Arrivano di solito con gli elicotteri, li avvistano, colpiscono e scappano lasciando centinaia di animali morti ogni anno. La situazione già difficile in Sudafrica, dove grazie alla maggior ricchezza è possibile sviluppare più controlli,  peggiora in altri paesi africani, incapaci di resistere in alcun modo a questi attacchi.
Il risultato? Un animale che si era riusciti a salvare dall’estinzione è di nuovo in pericolo.
 
Poi c’è la cacca dell’elefante e gli uccellini che si accompagnano a giraffe, zebre ed elefanti per mangiare gli insetti che ronzano attorno.
 
Ti può capitare di imbatterti in un intero branco di elefanti, oltre una cinquantina che diligenti, in fila, si muovono verso l’acqua, è quasi una danza, di gioia ed eccitazione, che aumenta a mano a mano che si avvicinano alla pozza. La loro andatura ha una grazia quasi silenziosa che fatica ad accordarsi a tutta prima alla loro mole.
 
Mi ha meravigliato e affascinato rendermi conto di come a poco a poco non siano solo gli animali più nobili ad incantarti ma anche quelli che proprio non “ti aspetti”.  Ad esempio quell’insetto color della pece che ha un nome poco romantico (dung bee, uhm…) per via della mini palletta, fatta di escrimenti, sulla quale rotola e si arrotola cercando di trasportarla. L’elefante passa 18 ore della sua giornata a mangiare e della sua “cacca”, nel bush, non si butta via niente…

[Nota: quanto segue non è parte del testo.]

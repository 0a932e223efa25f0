//! # Regions
//!
//! A region binds a page-aligned virtual range of one address space to a
//! window of a [`MemoryObject`]. The object's slot table is the source of
//! truth; the leaf entries in the page-table tree are a cache of it.
//!
//! Copy-on-write regions install every page read-only. A write fault then
//! either upgrades the page in place, when this region's slot is the frame's
//! only holder, or gives the slot a private copy.

use crate::{Access, AddressSpaceId, FaultError, FaultKind, FaultOutcome, MemoryObject, SpaceKind, VmError};
use crate::memory_object::SlotGuard;
use alloc::string::String;
use alloc::sync::Arc;
use core::fmt;
use kernel_alloc::PhysicalFrame;
use kernel_memory_addresses::{FRAME_SIZE, VirtualAddress, VirtualRange};
use kernel_vmem::{PageFlags, PageTableTree, Translation};

#[derive(Clone)]
pub struct Region {
    range: VirtualRange,
    object: Arc<MemoryObject>,
    offset: u64,
    access: Access,
    copy_on_write: bool,
    shared: bool,
    name: String,
    space: Option<AddressSpaceId>,
    global: bool,
}

impl Region {
    /// Bind `range` to `object` starting at byte `offset`.
    ///
    /// The region is private: duplicating its address space makes it
    /// copy-on-write. See [`into_shared`](Self::into_shared).
    ///
    /// # Errors
    /// - [`VmError::InvalidRange`] for an empty or misaligned range.
    /// - [`VmError::InvalidOffset`] if `offset` is misaligned or the range
    ///   runs past the end of the object.
    pub fn new(
        range: VirtualRange,
        object: Arc<MemoryObject>,
        offset: u64,
        access: Access,
        name: impl Into<String>,
    ) -> Result<Self, VmError> {
        if range.is_empty() || !range.start().is_frame_aligned() || !range.len().is_multiple_of(FRAME_SIZE) {
            return Err(VmError::InvalidRange(range));
        }
        let fits = offset
            .checked_add(range.len())
            .is_some_and(|end| end <= object.len());
        if !offset.is_multiple_of(FRAME_SIZE) || !fits {
            return Err(VmError::InvalidOffset(offset));
        }
        Ok(Self {
            range,
            object,
            offset,
            access,
            copy_on_write: false,
            shared: false,
            name: name.into(),
            space: None,
            global: false,
        })
    }

    /// Mark the region as intentionally shared: a duplicated address space
    /// maps the same object instead of a copy-on-write snapshot.
    #[must_use]
    pub fn into_shared(mut self) -> Self {
        self.shared = true;
        self
    }

    #[must_use]
    pub const fn range(&self) -> VirtualRange {
        self.range
    }

    #[must_use]
    pub const fn start(&self) -> VirtualAddress {
        self.range.start()
    }

    #[must_use]
    pub const fn len(&self) -> u64 {
        self.range.len()
    }

    #[must_use]
    pub const fn is_empty(&self) -> bool {
        self.range.is_empty()
    }

    #[must_use]
    pub const fn object(&self) -> &Arc<MemoryObject> {
        &self.object
    }

    /// Byte offset of the region's first page within the object.
    #[must_use]
    pub const fn offset(&self) -> u64 {
        self.offset
    }

    #[must_use]
    pub const fn access(&self) -> Access {
        self.access
    }

    #[must_use]
    pub const fn is_copy_on_write(&self) -> bool {
        self.copy_on_write
    }

    #[must_use]
    pub const fn is_shared(&self) -> bool {
        self.shared
    }

    #[must_use]
    pub fn name(&self) -> &str {
        &self.name
    }

    /// The address space this region was added to.
    #[must_use]
    pub const fn address_space(&self) -> Option<AddressSpaceId> {
        self.space
    }

    /// Kernel-space translations are global so they survive address-space
    /// switches.
    pub(crate) fn attach(&mut self, space: AddressSpaceId, kind: SpaceKind) {
        self.space = Some(space);
        self.global = kind == SpaceKind::Kernel;
    }

    pub(crate) const fn set_access(&mut self, access: Access) {
        self.access = access;
    }

    pub(crate) fn with_object(&self, object: Arc<MemoryObject>, copy_on_write: bool) -> Self {
        Self {
            object,
            copy_on_write,
            space: None,
            global: false,
            ..self.clone()
        }
    }

    pub(crate) const fn set_copy_on_write(&mut self, copy_on_write: bool) {
        self.copy_on_write = copy_on_write;
    }

    #[allow(clippy::cast_possible_truncation)]
    fn slot_index(&self, page: VirtualAddress) -> usize {
        ((self.offset + (page - self.range.start())) / FRAME_SIZE) as usize
    }

    fn page_flags(&self, writable: bool) -> PageFlags {
        PageFlags::new()
            .with_writable(writable)
            .with_user(self.access.user())
            .with_executable(self.access.executable())
            .with_cache_disabled(!self.object.is_cacheable())
            .with_global(self.global)
    }

    /// Install every backed page. Empty slots stay unmapped so the first
    /// touch faults them in.
    ///
    /// On failure the pages installed by this call are removed again.
    ///
    /// # Errors
    /// [`VmError::OutOfMemory`] if a page table cannot be allocated, or the
    /// tree's refusal to map the range.
    pub fn map_into<T: PageTableTree>(&self, tree: &mut T) -> Result<(), VmError> {
        if self.access.is_inaccessible() {
            return Ok(());
        }
        let flags = self.page_flags(self.access.writable() && !self.copy_on_write);
        let slots = self.object.lock_slots();
        for (i, page) in self.range.pages().enumerate() {
            let Some(frame) = &slots[self.slot_index(page)] else {
                continue;
            };
            if let Err(e) = tree.install(page, frame.address(), flags) {
                for undo in self.range.pages().take(i) {
                    tree.clear(undo);
                }
                log::warn!("mapping {} at {} failed: {e}", self.name, self.range);
                return Err(e.into());
            }
        }
        Ok(())
    }

    /// Clear every leaf entry of the range; returns how many were present.
    ///
    /// Frames stay with the memory object.
    pub fn unmap_from<T: PageTableTree>(&self, tree: &mut T) -> usize {
        self.range
            .pages()
            .filter(|&page| tree.clear(page).is_some())
            .count()
    }

    /// Resolve a fault at `va` inside this region.
    #[must_use]
    pub fn handle_fault<T: PageTableTree>(
        &self,
        tree: &mut T,
        va: VirtualAddress,
        kind: FaultKind,
    ) -> FaultOutcome {
        if !self.range.contains(va) {
            return FaultOutcome::Unrecoverable(FaultError::NoRegion);
        }
        if !self.access.permits(kind) {
            log::trace!("{}: {kind:?} at {va} violates {:?}", self.name, self.access);
            return FaultOutcome::Unrecoverable(FaultError::AccessViolation);
        }

        let page = va.frame_base();
        let resolved = if kind.write() && self.copy_on_write {
            self.resolve_copy_on_write(tree, page)
        } else {
            self.resolve_missing(tree, page)
        };
        match resolved {
            Ok(outcome) => {
                log::trace!("{}: {kind:?} at {va} -> {outcome:?}", self.name);
                outcome
            }
            Err(e) => FaultOutcome::Unrecoverable(e),
        }
    }

    fn resolve_missing<T: PageTableTree>(
        &self,
        tree: &mut T,
        page: VirtualAddress,
    ) -> Result<FaultOutcome, FaultError> {
        let index = self.slot_index(page);
        let mut slots = self.object.lock_slots();
        self.check_entry(tree.lookup(page), slots[index].as_ref(), page);

        let frame = self.object.back_slot(&mut slots, index)?;
        let flags = self.page_flags(self.access.writable() && !self.copy_on_write);
        tree.install(page, frame.address(), flags)?;
        Ok(FaultOutcome::Resolved)
    }

    /// The slot lock is held from the sharer check until the slot holds the
    /// private copy, so concurrent writers of this slot copy at most once.
    fn resolve_copy_on_write<T: PageTableTree>(
        &self,
        tree: &mut T,
        page: VirtualAddress,
    ) -> Result<FaultOutcome, FaultError> {
        let Some(frames) = self.object.allocator() else {
            return self.resolve_missing(tree, page);
        };
        let index = self.slot_index(page);
        let writable = self.page_flags(true);
        let mut slots: SlotGuard<'_> = self.object.lock_slots();
        self.check_entry(tree.lookup(page), slots[index].as_ref(), page);

        let current = self.object.back_slot(&mut slots, index)?;
        if current.ref_count() == 1 {
            tree.install(page, current.address(), writable)?;
            return Ok(FaultOutcome::Resolved);
        }

        let copy = frames.allocate()?;
        frames.copy(&copy, current);
        // Map the copy before the old frame can lose its last holder.
        tree.install(page, copy.address(), writable)?;
        let previous = slots[index].replace(copy);
        drop(previous);
        Ok(FaultOutcome::CopyOnWriteResolved)
    }

    /// A present entry must map exactly the frame in its slot.
    fn check_entry(
        &self,
        installed: Option<Translation>,
        slot: Option<&PhysicalFrame>,
        page: VirtualAddress,
    ) {
        let Some(entry) = installed else {
            return;
        };
        match slot {
            Some(frame) if frame.address() == entry.address => {}
            Some(frame) => self.corrupt(
                page,
                format_args!("entry maps {} but the slot holds {}", entry.address, frame.address()),
            ),
            None => self.corrupt(page, format_args!("entry maps {} over an empty slot", entry.address)),
        }
    }

    fn corrupt(&self, page: VirtualAddress, what: fmt::Arguments<'_>) -> ! {
        log::error!("corrupted mapping in {:?}, region {} at {page}: {what}", self.space, self.name);
        panic!("address space corruption in {:?} at {page} ({}): {what}", self.space, self.name);
    }

    /// Check every present page against the slot table.
    pub(crate) fn audit<T: PageTableTree>(&self, tree: &T) {
        let slots = self.object.lock_slots();
        for page in self.range.pages() {
            let entry = tree.lookup(page);
            let slot = slots[self.slot_index(page)].as_ref();
            self.check_entry(entry, slot, page);
        }
    }

    /// `(present pages, present pages whose frame has other holders)`.
    pub(crate) fn residency<T: PageTableTree>(&self, tree: &T) -> (u64, u64) {
        let slots = self.object.lock_slots();
        let mut resident = 0;
        let mut shared = 0;
        for page in self.range.pages() {
            if tree.lookup(page).is_none() {
                continue;
            }
            resident += 1;
            if slots[self.slot_index(page)]
                .as_ref()
                .is_some_and(|f| f.ref_count() > 1)
            {
                shared += 1;
            }
        }
        (resident, shared)
    }
}

impl fmt::Debug for Region {
    fn fmt(&self, f: &mut fmt::Formatter<'_>) -> fmt::Result {
        f.debug_struct("Region")
            .field("name", &self.name)
            .field("range", &self.range)
            .field("offset", &format_args!("{:#x}", self.offset))
            .field("access", &self.access)
            .field("copy_on_write", &self.copy_on_write)
            .field("shared", &self.shared)
            .finish_non_exhaustive()
    }
}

In questi momenti è impossibile non avvertire l’equilibrio perfetto che c’è e dovrebbe continuare ad esserci nelle cose: l’alba e il tramonto, l’alternarsi delle piogge, la notte e il giorno, gli animali che trascorrono le ore a difendersi, quelli che cacciano o raccolgono, quelli che ascoltano. Tutto è naturalmente logico. Qualcuno ha scritto o detto che si consuma il rituale della vita e della morte. E’ vero. Sotto un improvviso acquazzone abbiamo indovinato tra l’erba alta le sagome di due leonesse: erano a caccia di una zebra, salvata dalla sua prontezza a correre.
 
Al termine del nostro ultimo safari (con la solita alzataccia all’alba e tè bollente) ci siamo imbattuti in un leone. Era fermo, pareva contemplare il sorgere del sole, in realtà ci ha spiegato Joe, il ranger che ci accompagnava nell’Addo Elephant Park, stava studiando il territorio.
E infatti qualche minuto dopo ha cominciato a muoversi, dall’altro lato della distesa verde si avvicinava un altro leone, inseme ad una leonessa.

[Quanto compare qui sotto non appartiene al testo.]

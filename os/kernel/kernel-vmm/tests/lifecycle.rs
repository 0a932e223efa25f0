mod common;

use common::{load, manager, manager_with, store, user_rw, va};
use kernel_memory_addresses::{FRAME_SIZE, PhysicalAddress};
use kernel_vmm::{
    Access, FaultError, FaultKind, FaultOutcome, FaultReport, KernelFaultPolicy,
    MemoryManagerConfig, MemoryObject, ObjectKind, Placement, TerminationHandler, VmError,
};
use std::panic::{AssertUnwindSafe, catch_unwind};
use std::sync::{Arc, Mutex};

#[derive(Default)]
struct Recorder(Mutex<Vec<FaultReport>>);

impl TerminationHandler for Recorder {
    fn terminate(&self, report: &FaultReport) {
        self.0.lock().unwrap().push(*report);
    }
}

#[test]
fn destroy_returns_every_exclusive_frame() {
    let mm = manager(512);
    let free = mm.frames().stats().free;

    let a = mm.create_user_space().unwrap();
    let start = a
        .allocate_region(Placement::Anywhere, 4 * FRAME_SIZE, user_rw(), "heap")
        .unwrap();
    for page in 0..4 {
        store(&mm, &a, start + page * FRAME_SIZE, 1).unwrap();
    }
    let with_parent = mm.frames().stats().free;

    let b = mm.clone_user_space(&a).unwrap();
    store(&mm, &b, start, 2).unwrap();
    assert!(mm.frames().stats().free < with_parent);
    b.destroy();
    assert_eq!(mm.frames().stats().free, with_parent);
    assert_eq!(load(&mm, &a, start).unwrap(), 1);

    a.destroy();
    assert_eq!(mm.frames().stats().free, free);
}

#[test]
fn fresh_pages_read_as_zero() {
    let mm = manager(512);
    let a = mm.create_user_space().unwrap();
    let start = a
        .allocate_region(Placement::Anywhere, 2 * FRAME_SIZE, user_rw(), "dirty")
        .unwrap();
    for offset in (0..2 * FRAME_SIZE).step_by(512) {
        store(&mm, &a, start + offset, 0xff).unwrap();
    }
    a.destroy();

    let b = mm.create_user_space().unwrap();
    let start = b
        .allocate_region(Placement::Anywhere, 2 * FRAME_SIZE, user_rw(), "fresh")
        .unwrap();
    for offset in (0..2 * FRAME_SIZE).step_by(512) {
        assert_eq!(load(&mm, &b, start + offset).unwrap(), 0);
    }
}

#[test]
fn unrecoverable_user_faults_reach_the_handler() {
    let recorder = Arc::new(Recorder::default());
    let mm = manager(512).with_termination_handler(recorder.clone());
    let space = mm.create_user_space().unwrap();
    let ro = space
        .allocate_region(Placement::Anywhere, FRAME_SIZE, Access::read_only().with_user(true), "text")
        .unwrap();

    assert_eq!(load(&mm, &space, ro).unwrap(), 0);
    assert_eq!(
        store(&mm, &space, ro, 1),
        Err(FaultOutcome::Unrecoverable(FaultError::AccessViolation))
    );
    assert_eq!(
        load(&mm, &space, va(0x7fff_0000)),
        Err(FaultOutcome::Unrecoverable(FaultError::NoRegion))
    );

    let reports = recorder.0.lock().unwrap();
    assert_eq!(reports.len(), 2);
    assert_eq!(reports[0].address_space, space.id());
    assert_eq!(reports[0].address, ro);
    assert_eq!(reports[0].error, FaultError::AccessViolation);
    assert!(reports[0].kind.write());
    assert_eq!(reports[1].error, FaultError::NoRegion);
}

#[test]
fn out_of_memory_fault_terminates_the_process_only() {
    let recorder = Arc::new(Recorder::default());
    let mm = manager(512).with_termination_handler(recorder.clone());
    let space = mm.create_user_space().unwrap();
    let start = space
        .allocate_region(Placement::Anywhere, FRAME_SIZE, user_rw(), "heap")
        .unwrap();

    let hoard: Vec<_> = std::iter::from_fn(|| mm.frames().allocate().ok()).collect();
    assert!(!hoard.is_empty());
    assert_eq!(
        store(&mm, &space, start, 1),
        Err(FaultOutcome::Unrecoverable(FaultError::OutOfMemory))
    );
    assert_eq!(recorder.0.lock().unwrap().len(), 1);
    assert!(space.translate(start).is_none());

    drop(hoard);
    assert_eq!(store(&mm, &space, start, 1), Ok(Some(FaultOutcome::Resolved)));
}

#[test]
#[should_panic(expected = "kernel page fault")]
fn kernel_fault_without_recovery_panics() {
    let mm = manager(512);
    let space = mm.create_user_space().unwrap();
    let _ = mm.handle_page_fault(&space, va(0x4000), FaultKind::read_access());
}

#[test]
fn kernel_fault_under_terminate_policy_is_reported() {
    let recorder = Arc::new(Recorder::default());
    let config = MemoryManagerConfig {
        kernel_fault_policy: KernelFaultPolicy::Terminate,
        ..MemoryManagerConfig::default()
    };
    let mm = manager_with(512, config).with_termination_handler(recorder.clone());
    let space = mm.create_user_space().unwrap();
    let outcome = mm.handle_page_fault(&space, va(0x4000), FaultKind::read_access());
    assert_eq!(outcome, FaultOutcome::Unrecoverable(FaultError::NoRegion));
    assert_eq!(recorder.0.lock().unwrap().len(), 1);
}

#[test]
fn temporary_mapping_is_released_on_panic() {
    let mm = manager(256);
    let frame = mm.frames().allocate_zeroed().unwrap();

    let result = catch_unwind(AssertUnwindSafe(|| {
        mm.with_temporary_mapping(&frame, |bytes| {
            bytes[0] = 1;
            panic!("inside the mapping");
        })
    }));
    assert!(result.is_err());
    assert_eq!(mm.active_temporary_mappings(), 0);
    assert_eq!(frame.ref_count(), 1);

    let early = mm.with_temporary_mapping(&frame, |bytes| {
        if bytes[0] == 1 {
            return Some(bytes[0]);
        }
        None
    });
    assert_eq!(early, Some(1));
    assert_eq!(mm.active_temporary_mappings(), 0);
}

#[test]
fn device_mappings_are_uncached_and_shared_on_fork() {
    let mm = manager(512);
    let space = mm.create_user_space().unwrap();
    let mmio = PhysicalAddress::new(0xfee0_0000);
    let free = mm.frames().stats().free;
    let tables = space.table_frames();

    let at = mm
        .map_device(&space, mmio, 2 * FRAME_SIZE, user_rw(), "lapic")
        .unwrap();
    // One PDPT, one PD and one PT for the first low mapping.
    assert_eq!(space.table_frames() - tables, 3);
    let t = space.translate(at + FRAME_SIZE).unwrap();
    assert_eq!(t.address, mmio + FRAME_SIZE);
    assert!(t.flags.cache_disabled() && t.flags.writable());

    let region = space.find_region_containing(at).unwrap();
    assert_eq!(region.object().kind(), ObjectKind::Device);
    assert!(!region.object().is_owned());

    let child = mm.clone_user_space(&space).unwrap();
    assert!(!child.find_region_containing(at).unwrap().is_copy_on_write());
    assert_eq!(child.translate(at).unwrap().address, mmio);
    child.destroy();
    space.unmap_region(at).unwrap();
    // Only page tables were ever taken from RAM; they stay until the space dies.
    assert_eq!(mm.frames().stats().free, free - 3);
    drop(space);
    assert_eq!(mm.frames().stats().free, free + 1);
}

#[test]
fn physical_range_views_are_cacheable() {
    let mm = manager(512);
    let space = mm.create_user_space().unwrap();
    let fb = MemoryObject::create_for_physical_range(PhysicalAddress::new(0x8000_0000), 4 * FRAME_SIZE)
        .unwrap();
    let at = space
        .allocate_region_with_object(Placement::Anywhere, fb, 2 * FRAME_SIZE, 2 * FRAME_SIZE, user_rw(), "fb")
        .unwrap();
    let t = space.translate(at).unwrap();
    assert_eq!(t.address, PhysicalAddress::new(0x8000_2000));
    assert!(!t.flags.cache_disabled());
}

#[test]
fn mapping_errors_leave_the_space_unchanged() {
    let mm = manager(512);
    let space = mm.create_user_space().unwrap();
    space
        .allocate_region(Placement::Fixed(va(0x10_0000)), 2 * FRAME_SIZE, user_rw(), "a")
        .unwrap();
    let before = (space.amount_virtual(), space.regions().len());

    assert!(matches!(
        space.allocate_region(Placement::Fixed(va(0x10_1000)), FRAME_SIZE, user_rw(), "b"),
        Err(VmError::InvalidRange(_))
    ));
    assert_eq!(
        space.allocate_region(Placement::Anywhere, 100, user_rw(), "c"),
        Err(VmError::InvalidLength(100))
    );
    let small = MemoryObject::create_anonymous(mm.frames(), FRAME_SIZE).unwrap();
    assert_eq!(
        space.allocate_region_with_object(Placement::Anywhere, small, FRAME_SIZE, FRAME_SIZE, user_rw(), "d"),
        Err(VmError::InvalidOffset(FRAME_SIZE))
    );
    assert!(matches!(
        space.allocate_region(Placement::Fixed(va(0xffff_c000_0000_0000)), FRAME_SIZE, user_rw(), "e"),
        Err(VmError::InvalidRange(_))
    ));
    assert_eq!((space.amount_virtual(), space.regions().len()), before);
    space.verify();
}

#[test]
fn protect_then_write_faults() {
    let mm = manager(512);
    let space = mm.create_user_space().unwrap();
    let at = space
        .allocate_region(Placement::Anywhere, FRAME_SIZE, user_rw(), "data")
        .unwrap();
    store(&mm, &space, at, 5).unwrap();

    space.protect_region(at, Access::read_only().with_user(true)).unwrap();
    assert_eq!(
        store(&mm, &space, at, 6),
        Err(FaultOutcome::Unrecoverable(FaultError::AccessViolation))
    );
    assert_eq!(load(&mm, &space, at).unwrap(), 5);

    space.protect_region(at, user_rw()).unwrap();
    assert_eq!(store(&mm, &space, at, 6), Ok(None));
}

Era il segnale: faceva capire al primo che doveva andarsene. In questo gioco di forze noi abbiamo avuto l’opportunità di vedere i leoni passare a qualche centimetrodi distanza dal nostro veicolo.  Il cuore accelera e gli occhi si spalancano increduli a una simile bellezza. E ti meravigli come tutto conviva sullo stesso sfondo di terra rossa: leone, dung bee e cacca di elefante.
 
Voglio vedere gli animali, anche io:-).
Qualche info in più
Il parco Pilansberg: la lonely planet lo definisce un po’ affollato, io adepta della guida ero partita prevenuta, ho dovuto ricredermi
 
Addo National Elephant Park: qui di sicuro è impossibile che non vediate almeno un branco di elefanti (ce ne sono oltre 500), la vegetazione è di un verde incredibile
 
In difesa dei rinoceronti: qui e qui
 
Un lodge childfriendly dove sentirsi speciali e fuori dal mondo (la pupa è stata accolta da un biscotto homemade con tanto di nome “alicioso cioccolatoso”)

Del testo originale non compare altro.